• _Data for this exercise_
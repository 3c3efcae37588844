use std::collections::BTreeMap;

use chrono::{DateTime, Utc};
use rand::Rng;

use crate::{app::store::Store, customers::models::customer::NewCustomer};

use super::{date_sampler, errors::SeedError};

pub type RegistrationDates = BTreeMap<i64, DateTime<Utc>>;

/// Stops at the first failed insert. Customers inserted before the failure
/// stay in the store.
pub async fn generate_customers<R: Rng>(
    count: u32,
    rng: &mut R,
    now: DateTime<Utc>,
    store: &dyn Store,
) -> Result<RegistrationDates, SeedError> {
    let mut customers = RegistrationDates::new();

    for index in 1..=count {
        let registration_date = date_sampler::random_registration_date(rng, now)?;
        let new_customer = NewCustomer::synthetic(index, registration_date);

        let customer = store
            .insert_customer(&new_customer)
            .await
            .map_err(|source| SeedError::InsertCustomer { index, source })?;

        customers.insert(customer.id, customer.registration_date);
    }

    tracing::info!("generated {} customers", count);

    Ok(customers)
}

#[cfg(test)]
mod tests {
    use super::*;
    use crate::app::store::memory::MemoryStore;
    use chrono::{Months, TimeZone};
    use rand::rngs::StdRng;
    use rand::SeedableRng;

    #[tokio::test]
    async fn test_generate_customers_names_and_dates() {
        let store = MemoryStore::new();
        let mut rng = StdRng::seed_from_u64(42);
        let now = Utc.with_ymd_and_hms(2025, 6, 1, 0, 0, 0).unwrap();

        let customers = generate_customers(5, &mut rng, now, &store).await.unwrap();

        assert_eq!(customers.len(), 5);
        assert_eq!(customers.keys().copied().collect::<Vec<_>>(), vec![1, 2, 3, 4, 5]);

        let stored = store.customers();
        assert_eq!(stored[0].name, "Customer1");
        assert_eq!(stored[0].email, "customer1@example.com");
        assert_eq!(stored[4].name, "Customer5");

        let earliest = now - Months::new(24);
        for customer in &stored {
            assert!(customer.registration_date >= earliest);
            assert!(customer.registration_date < now);
            assert_eq!(customers[&customer.id], customer.registration_date);
        }
    }

    #[tokio::test]
    async fn test_generate_zero_customers() {
        let store = MemoryStore::new();
        let mut rng = StdRng::seed_from_u64(42);

        let customers = generate_customers(0, &mut rng, Utc::now(), &store)
            .await
            .unwrap();

        assert!(customers.is_empty());
        assert!(store.customers().is_empty());
    }

    #[tokio::test]
    async fn test_generate_customers_stops_at_failed_insert() {
        let store = MemoryStore::new().failing_customer_insert_after(2);
        let mut rng = StdRng::seed_from_u64(42);

        let result = generate_customers(5, &mut rng, Utc::now(), &store).await;

        assert!(matches!(
            result,
            Err(SeedError::InsertCustomer { index: 3, .. })
        ));
        assert_eq!(store.customers().len(), 2);
    }
}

• _Assignment_
Read through the entries above and copy each line that has the string "InsertCustomer" in it.

• _Output below_
            .map_err(|source| SeedError::InsertCustomer { index, source })?;
            Err(SeedError::InsertCustomer { index: 3, .. })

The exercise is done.